### THE DATA:

[Start of Attachment]

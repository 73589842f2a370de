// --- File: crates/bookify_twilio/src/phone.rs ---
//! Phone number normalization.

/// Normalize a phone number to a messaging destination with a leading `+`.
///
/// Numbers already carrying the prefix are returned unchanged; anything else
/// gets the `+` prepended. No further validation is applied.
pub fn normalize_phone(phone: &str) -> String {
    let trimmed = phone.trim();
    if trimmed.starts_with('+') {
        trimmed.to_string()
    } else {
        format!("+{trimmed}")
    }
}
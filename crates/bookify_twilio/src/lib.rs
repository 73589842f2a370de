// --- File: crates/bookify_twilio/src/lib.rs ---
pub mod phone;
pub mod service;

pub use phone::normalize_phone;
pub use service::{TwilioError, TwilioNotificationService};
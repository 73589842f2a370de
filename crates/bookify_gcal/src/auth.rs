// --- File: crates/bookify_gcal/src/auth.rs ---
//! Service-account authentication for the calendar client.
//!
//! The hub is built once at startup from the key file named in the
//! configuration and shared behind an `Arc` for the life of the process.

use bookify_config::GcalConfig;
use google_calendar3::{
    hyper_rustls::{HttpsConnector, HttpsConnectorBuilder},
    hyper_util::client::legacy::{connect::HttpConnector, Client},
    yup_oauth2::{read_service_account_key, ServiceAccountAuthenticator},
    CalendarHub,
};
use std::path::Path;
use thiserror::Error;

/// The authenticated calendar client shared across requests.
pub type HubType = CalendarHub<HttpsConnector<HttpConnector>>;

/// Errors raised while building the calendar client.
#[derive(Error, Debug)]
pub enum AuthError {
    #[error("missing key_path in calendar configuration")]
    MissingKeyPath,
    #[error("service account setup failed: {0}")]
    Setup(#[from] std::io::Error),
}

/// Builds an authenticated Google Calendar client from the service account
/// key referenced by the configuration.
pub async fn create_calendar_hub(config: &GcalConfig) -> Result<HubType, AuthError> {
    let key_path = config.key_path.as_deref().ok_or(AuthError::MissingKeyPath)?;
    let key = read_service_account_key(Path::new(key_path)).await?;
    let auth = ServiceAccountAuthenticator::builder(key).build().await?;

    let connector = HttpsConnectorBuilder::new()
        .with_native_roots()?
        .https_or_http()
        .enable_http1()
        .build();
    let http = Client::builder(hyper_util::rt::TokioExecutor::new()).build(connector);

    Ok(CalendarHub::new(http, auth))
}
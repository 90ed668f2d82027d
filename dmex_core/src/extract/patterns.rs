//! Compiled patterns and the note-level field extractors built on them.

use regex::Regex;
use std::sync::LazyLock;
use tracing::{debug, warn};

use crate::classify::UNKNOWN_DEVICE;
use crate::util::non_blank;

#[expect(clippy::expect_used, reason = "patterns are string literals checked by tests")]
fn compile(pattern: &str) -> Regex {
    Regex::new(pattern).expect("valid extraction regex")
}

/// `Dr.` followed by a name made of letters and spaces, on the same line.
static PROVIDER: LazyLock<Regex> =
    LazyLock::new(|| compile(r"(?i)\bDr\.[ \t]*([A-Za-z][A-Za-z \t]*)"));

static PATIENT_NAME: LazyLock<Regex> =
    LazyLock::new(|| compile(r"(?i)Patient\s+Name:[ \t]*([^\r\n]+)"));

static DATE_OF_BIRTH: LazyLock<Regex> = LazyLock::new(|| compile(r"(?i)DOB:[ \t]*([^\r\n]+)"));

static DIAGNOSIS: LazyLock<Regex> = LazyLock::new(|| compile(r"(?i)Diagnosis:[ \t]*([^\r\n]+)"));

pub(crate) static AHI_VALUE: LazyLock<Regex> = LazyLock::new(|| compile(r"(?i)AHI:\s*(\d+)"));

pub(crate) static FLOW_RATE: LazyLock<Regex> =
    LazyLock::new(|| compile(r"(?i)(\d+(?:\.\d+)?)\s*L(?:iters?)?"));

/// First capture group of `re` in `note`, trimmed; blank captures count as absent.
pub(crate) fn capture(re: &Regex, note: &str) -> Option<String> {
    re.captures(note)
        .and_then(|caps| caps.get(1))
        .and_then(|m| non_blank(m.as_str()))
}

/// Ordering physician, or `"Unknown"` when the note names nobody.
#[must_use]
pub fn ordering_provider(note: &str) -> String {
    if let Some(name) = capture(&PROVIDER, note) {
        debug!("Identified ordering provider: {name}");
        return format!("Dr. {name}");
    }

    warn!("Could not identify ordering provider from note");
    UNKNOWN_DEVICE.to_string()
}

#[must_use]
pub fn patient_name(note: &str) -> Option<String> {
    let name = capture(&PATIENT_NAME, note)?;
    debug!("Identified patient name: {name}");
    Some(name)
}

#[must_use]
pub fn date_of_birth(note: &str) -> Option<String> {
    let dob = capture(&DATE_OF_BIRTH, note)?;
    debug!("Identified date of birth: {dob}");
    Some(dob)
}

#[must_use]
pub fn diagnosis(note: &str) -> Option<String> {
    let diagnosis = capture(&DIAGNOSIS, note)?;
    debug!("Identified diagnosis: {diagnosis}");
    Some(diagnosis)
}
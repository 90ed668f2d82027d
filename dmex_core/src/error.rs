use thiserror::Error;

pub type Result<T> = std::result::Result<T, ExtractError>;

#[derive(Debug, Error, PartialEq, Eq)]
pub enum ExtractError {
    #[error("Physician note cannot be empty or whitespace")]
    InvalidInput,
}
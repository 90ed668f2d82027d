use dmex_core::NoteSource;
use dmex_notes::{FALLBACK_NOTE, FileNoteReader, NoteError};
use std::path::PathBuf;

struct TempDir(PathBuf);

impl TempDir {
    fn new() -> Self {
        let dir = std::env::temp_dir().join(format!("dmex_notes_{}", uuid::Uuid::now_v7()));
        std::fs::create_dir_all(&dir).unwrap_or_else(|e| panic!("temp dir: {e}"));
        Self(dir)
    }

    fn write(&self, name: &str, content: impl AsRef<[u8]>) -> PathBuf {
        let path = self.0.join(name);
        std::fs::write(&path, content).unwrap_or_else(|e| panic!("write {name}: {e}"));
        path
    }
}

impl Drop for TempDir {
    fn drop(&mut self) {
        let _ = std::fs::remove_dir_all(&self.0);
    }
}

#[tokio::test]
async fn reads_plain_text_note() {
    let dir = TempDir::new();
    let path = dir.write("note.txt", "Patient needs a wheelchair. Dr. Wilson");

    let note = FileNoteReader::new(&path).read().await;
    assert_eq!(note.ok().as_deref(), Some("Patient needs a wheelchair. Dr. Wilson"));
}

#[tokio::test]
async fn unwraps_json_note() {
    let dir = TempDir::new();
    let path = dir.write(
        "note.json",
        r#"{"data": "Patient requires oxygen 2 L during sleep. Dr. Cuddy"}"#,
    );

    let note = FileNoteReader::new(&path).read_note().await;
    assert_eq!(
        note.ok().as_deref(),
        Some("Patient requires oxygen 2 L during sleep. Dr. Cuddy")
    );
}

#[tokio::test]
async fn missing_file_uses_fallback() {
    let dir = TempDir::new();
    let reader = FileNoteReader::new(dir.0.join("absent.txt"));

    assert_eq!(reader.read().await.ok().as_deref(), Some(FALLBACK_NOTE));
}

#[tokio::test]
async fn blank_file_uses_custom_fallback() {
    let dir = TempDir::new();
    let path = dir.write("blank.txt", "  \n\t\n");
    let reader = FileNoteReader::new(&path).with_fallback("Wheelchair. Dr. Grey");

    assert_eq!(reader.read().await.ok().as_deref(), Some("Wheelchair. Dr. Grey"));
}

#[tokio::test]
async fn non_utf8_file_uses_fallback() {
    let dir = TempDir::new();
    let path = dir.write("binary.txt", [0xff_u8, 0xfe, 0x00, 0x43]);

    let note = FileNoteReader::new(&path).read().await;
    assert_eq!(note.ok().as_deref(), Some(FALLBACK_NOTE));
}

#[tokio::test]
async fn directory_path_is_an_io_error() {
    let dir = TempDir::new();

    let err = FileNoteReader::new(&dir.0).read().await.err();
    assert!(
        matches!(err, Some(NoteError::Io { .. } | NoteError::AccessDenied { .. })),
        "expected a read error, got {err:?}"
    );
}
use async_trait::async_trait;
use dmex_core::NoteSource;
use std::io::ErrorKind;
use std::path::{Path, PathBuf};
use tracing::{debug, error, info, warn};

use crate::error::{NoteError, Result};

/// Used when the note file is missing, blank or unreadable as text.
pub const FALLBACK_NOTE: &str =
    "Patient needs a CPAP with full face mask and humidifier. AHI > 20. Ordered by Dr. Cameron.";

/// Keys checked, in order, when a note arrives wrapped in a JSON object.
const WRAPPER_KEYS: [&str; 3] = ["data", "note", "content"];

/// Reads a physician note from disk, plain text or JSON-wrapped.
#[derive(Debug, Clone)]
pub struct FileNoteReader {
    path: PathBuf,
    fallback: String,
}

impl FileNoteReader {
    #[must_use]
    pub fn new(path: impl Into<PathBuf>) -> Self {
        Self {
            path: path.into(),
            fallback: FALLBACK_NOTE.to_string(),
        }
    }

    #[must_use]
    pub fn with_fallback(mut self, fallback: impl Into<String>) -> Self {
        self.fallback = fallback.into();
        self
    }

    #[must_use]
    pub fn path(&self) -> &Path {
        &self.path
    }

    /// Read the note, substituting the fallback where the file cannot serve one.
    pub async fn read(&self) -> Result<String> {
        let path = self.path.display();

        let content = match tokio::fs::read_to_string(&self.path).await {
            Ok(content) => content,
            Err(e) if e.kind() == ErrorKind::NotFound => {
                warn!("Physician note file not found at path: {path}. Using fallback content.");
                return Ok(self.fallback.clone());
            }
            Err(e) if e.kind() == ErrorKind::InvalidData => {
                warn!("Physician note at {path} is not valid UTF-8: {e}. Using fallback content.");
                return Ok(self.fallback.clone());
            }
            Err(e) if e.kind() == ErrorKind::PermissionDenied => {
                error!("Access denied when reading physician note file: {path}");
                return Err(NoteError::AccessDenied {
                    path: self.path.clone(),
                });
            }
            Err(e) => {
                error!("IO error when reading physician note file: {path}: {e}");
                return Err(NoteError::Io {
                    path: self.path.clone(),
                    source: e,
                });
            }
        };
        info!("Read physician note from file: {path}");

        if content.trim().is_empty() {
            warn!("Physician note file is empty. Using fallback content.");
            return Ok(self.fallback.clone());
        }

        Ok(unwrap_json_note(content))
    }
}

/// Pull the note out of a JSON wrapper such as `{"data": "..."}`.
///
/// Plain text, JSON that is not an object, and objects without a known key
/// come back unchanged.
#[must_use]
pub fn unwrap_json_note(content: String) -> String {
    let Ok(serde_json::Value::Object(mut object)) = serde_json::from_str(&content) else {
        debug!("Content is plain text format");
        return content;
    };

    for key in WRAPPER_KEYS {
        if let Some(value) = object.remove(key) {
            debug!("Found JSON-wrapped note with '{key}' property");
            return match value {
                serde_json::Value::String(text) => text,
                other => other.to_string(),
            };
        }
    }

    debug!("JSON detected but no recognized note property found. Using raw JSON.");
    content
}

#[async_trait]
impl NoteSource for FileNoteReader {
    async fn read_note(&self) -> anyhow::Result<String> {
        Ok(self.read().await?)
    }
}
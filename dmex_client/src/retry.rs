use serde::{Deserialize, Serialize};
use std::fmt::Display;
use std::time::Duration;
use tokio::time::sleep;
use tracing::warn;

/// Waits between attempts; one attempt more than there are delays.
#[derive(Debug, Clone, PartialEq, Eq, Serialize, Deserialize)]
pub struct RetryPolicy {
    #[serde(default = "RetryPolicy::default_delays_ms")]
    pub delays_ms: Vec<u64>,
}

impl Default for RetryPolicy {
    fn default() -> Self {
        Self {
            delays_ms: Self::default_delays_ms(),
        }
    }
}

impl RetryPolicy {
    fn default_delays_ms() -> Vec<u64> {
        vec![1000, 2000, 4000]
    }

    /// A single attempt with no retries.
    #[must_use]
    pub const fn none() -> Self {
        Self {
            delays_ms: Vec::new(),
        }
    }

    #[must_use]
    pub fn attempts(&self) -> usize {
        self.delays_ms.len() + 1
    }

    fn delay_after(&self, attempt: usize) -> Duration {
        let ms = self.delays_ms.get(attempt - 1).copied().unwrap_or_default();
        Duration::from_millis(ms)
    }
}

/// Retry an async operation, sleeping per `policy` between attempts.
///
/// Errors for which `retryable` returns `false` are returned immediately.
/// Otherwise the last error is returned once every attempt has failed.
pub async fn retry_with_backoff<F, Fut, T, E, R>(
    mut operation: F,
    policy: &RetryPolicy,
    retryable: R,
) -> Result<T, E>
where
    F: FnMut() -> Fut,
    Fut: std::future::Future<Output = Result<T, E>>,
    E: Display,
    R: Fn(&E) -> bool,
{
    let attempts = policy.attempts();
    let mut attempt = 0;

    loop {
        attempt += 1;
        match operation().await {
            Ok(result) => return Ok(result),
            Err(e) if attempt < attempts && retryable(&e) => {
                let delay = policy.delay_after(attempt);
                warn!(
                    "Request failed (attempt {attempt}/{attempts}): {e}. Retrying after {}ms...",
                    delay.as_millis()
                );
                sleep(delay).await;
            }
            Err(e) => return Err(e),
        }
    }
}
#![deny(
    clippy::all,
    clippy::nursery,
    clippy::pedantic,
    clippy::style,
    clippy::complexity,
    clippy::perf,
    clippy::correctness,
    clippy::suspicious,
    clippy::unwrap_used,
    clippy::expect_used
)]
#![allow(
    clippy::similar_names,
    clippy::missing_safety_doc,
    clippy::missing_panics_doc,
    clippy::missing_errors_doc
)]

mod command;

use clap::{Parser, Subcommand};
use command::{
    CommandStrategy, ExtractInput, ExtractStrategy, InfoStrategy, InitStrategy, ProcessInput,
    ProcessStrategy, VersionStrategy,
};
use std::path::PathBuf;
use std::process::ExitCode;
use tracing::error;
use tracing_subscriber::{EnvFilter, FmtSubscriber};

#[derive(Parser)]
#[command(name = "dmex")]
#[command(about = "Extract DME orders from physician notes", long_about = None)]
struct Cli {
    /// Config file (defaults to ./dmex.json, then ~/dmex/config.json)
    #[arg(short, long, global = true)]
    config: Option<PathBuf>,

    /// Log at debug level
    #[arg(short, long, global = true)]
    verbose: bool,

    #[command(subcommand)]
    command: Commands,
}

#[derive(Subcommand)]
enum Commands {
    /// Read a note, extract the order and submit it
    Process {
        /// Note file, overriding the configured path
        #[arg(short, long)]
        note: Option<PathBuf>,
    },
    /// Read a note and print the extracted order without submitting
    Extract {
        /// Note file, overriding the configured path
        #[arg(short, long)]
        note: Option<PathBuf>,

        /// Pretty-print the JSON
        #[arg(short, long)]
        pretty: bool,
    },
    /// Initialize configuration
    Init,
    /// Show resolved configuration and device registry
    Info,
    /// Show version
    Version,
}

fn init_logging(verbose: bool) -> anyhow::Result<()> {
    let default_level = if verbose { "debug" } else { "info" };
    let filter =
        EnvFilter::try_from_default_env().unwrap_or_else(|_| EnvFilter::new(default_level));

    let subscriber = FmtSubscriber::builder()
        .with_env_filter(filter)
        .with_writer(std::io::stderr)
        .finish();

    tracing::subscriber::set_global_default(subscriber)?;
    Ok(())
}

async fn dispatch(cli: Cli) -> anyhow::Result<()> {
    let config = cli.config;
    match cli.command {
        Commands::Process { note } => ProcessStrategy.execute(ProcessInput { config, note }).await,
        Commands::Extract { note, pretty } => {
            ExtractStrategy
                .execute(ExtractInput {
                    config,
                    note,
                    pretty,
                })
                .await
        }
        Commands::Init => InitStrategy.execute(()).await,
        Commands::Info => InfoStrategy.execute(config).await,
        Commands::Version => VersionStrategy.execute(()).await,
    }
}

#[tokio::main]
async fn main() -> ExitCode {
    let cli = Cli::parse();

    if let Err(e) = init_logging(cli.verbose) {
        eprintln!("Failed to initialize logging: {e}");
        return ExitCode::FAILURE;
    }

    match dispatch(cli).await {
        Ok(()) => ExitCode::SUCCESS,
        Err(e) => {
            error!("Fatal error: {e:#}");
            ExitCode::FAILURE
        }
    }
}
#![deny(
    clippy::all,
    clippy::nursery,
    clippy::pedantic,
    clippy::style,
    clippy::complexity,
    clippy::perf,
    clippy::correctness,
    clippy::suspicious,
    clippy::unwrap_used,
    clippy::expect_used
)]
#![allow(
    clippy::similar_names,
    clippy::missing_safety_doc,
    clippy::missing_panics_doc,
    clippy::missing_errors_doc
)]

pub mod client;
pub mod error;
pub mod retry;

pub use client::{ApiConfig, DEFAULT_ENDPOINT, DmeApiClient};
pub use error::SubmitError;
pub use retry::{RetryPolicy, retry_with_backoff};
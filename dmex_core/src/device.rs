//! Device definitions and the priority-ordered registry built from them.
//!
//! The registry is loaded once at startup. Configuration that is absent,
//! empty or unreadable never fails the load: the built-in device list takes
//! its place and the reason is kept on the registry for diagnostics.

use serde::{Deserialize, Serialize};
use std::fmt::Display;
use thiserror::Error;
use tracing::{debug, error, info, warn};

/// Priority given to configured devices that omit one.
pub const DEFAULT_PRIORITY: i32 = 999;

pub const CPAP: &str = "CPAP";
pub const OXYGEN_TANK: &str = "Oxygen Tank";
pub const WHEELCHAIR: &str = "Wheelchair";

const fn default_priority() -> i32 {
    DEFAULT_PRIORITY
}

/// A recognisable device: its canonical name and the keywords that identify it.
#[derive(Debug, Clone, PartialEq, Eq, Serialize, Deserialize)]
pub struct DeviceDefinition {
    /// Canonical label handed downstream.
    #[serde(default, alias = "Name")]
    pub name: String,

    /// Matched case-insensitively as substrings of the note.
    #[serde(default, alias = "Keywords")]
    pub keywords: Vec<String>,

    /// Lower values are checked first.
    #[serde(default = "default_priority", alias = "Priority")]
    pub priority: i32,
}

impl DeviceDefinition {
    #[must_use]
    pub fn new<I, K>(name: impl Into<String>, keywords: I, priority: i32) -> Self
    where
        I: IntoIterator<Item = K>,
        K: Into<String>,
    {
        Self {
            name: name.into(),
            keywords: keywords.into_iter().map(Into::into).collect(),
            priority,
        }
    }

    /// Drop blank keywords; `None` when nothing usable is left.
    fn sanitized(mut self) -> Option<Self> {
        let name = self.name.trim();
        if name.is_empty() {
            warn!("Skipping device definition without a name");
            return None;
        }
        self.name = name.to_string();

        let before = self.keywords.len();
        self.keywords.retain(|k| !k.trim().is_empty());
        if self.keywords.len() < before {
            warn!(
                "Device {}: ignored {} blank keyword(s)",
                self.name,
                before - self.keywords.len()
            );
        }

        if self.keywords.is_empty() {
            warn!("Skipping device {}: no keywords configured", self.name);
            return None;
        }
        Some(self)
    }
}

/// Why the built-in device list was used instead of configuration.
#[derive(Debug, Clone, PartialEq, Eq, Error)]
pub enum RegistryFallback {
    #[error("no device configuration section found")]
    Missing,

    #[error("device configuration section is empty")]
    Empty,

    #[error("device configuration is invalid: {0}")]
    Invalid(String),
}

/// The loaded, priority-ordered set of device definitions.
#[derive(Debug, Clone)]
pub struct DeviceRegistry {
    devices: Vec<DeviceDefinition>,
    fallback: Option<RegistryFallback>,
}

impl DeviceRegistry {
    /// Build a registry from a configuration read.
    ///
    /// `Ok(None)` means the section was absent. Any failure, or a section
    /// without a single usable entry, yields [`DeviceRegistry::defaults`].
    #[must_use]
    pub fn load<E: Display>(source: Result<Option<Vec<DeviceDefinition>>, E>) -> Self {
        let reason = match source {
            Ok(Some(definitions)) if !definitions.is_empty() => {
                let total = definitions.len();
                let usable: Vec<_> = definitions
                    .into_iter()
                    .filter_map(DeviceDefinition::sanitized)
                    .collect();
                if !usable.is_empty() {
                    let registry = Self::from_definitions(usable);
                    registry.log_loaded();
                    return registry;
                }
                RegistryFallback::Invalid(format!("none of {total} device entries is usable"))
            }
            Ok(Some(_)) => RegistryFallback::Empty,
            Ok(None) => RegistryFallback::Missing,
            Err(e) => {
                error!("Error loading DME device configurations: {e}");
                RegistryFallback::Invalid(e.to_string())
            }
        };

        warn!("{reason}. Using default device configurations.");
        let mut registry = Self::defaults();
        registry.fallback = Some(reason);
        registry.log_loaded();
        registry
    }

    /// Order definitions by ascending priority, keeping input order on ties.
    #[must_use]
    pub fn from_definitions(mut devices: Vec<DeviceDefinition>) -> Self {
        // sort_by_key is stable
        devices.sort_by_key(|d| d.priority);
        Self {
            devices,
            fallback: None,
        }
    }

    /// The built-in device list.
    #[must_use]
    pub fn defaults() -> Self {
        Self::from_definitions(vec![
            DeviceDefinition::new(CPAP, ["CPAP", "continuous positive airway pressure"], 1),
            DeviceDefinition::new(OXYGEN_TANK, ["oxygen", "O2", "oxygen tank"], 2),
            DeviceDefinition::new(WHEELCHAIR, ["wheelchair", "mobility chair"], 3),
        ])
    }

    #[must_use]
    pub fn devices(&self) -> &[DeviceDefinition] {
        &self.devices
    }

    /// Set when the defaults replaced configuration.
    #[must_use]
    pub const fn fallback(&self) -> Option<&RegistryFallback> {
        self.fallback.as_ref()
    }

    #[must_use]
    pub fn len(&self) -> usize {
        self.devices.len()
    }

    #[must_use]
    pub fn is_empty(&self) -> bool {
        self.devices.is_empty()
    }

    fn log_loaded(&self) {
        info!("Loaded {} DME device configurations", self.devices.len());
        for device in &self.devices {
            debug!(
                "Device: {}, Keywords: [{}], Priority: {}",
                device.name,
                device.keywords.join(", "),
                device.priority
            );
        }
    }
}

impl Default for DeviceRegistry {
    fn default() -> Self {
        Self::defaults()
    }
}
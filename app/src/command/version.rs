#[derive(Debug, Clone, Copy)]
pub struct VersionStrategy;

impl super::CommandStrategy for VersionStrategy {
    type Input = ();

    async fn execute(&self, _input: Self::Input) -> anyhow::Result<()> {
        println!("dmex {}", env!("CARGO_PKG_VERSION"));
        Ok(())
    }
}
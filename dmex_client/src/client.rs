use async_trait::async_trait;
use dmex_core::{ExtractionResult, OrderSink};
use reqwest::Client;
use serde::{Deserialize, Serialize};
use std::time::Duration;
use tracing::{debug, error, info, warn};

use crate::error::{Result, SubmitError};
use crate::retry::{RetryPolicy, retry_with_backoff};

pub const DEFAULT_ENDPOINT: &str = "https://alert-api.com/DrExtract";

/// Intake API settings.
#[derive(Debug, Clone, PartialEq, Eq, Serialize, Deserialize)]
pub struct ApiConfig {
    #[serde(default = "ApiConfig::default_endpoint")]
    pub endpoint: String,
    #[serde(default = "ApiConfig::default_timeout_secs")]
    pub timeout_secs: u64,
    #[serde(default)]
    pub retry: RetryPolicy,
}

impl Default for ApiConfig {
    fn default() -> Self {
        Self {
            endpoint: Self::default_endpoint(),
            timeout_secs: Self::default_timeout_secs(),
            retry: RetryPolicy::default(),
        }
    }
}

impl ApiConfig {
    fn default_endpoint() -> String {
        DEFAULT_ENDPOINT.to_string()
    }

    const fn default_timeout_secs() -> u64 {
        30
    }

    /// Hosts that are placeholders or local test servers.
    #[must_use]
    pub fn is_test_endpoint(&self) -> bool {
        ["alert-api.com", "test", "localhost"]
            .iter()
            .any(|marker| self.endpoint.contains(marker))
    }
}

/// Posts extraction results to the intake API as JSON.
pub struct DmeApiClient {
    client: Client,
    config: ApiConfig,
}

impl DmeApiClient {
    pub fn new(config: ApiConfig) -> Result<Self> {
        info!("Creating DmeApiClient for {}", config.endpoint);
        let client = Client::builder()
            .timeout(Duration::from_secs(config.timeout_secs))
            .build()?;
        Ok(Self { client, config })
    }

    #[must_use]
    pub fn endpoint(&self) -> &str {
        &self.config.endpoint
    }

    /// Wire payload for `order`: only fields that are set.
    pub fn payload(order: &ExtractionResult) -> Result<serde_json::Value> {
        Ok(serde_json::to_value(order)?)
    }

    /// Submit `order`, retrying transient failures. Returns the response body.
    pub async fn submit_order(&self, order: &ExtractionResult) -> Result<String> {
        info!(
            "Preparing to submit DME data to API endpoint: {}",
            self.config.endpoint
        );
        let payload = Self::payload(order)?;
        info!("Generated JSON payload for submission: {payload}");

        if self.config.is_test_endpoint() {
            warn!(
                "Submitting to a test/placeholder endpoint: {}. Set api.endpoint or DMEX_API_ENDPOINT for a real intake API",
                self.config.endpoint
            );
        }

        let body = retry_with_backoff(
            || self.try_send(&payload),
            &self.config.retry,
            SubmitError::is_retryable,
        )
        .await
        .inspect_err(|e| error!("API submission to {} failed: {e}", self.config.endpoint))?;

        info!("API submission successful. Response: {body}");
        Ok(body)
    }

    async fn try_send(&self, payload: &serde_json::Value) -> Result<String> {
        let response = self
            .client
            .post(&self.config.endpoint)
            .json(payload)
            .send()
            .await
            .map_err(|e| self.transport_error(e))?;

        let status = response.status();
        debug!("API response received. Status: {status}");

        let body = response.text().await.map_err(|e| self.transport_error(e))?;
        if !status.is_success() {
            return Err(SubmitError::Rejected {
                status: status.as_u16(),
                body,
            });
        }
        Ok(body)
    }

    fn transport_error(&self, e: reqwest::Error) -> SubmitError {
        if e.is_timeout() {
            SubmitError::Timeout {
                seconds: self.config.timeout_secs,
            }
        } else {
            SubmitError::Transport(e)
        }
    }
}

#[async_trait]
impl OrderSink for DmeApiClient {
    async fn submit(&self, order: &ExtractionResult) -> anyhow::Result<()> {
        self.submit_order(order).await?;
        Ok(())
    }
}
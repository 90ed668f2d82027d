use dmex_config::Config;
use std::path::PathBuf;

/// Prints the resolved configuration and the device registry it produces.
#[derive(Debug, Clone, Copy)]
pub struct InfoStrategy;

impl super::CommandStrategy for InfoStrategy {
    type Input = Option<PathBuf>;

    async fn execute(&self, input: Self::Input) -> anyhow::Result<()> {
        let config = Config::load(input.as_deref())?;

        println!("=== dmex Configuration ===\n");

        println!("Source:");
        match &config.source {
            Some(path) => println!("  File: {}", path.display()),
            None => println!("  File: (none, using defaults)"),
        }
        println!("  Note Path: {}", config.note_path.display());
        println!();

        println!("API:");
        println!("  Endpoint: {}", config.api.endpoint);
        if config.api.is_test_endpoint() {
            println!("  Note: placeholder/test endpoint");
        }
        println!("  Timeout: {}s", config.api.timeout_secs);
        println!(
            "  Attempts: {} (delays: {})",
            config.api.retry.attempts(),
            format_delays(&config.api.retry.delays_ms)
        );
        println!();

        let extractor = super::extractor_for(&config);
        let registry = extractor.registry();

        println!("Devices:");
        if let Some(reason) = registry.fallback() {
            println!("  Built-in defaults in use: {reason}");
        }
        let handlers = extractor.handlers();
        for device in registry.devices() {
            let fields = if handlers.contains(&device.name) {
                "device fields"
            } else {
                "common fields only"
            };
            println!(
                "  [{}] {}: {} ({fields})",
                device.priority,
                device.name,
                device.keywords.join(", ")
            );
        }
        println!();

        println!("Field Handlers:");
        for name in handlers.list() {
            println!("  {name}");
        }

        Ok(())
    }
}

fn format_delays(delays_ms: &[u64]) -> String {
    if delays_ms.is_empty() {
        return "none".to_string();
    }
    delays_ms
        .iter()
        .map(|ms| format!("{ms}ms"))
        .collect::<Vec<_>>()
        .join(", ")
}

[End of Attachment]

### PROBLEM TO WORK ON:
Search the data above for the word "total" and show every line that has it.

### OUTPUT FOR THIS EXERCISE:
                let total = definitions.len();
                RegistryFallback::Invalid(format!("none of {total} device entries is usable"))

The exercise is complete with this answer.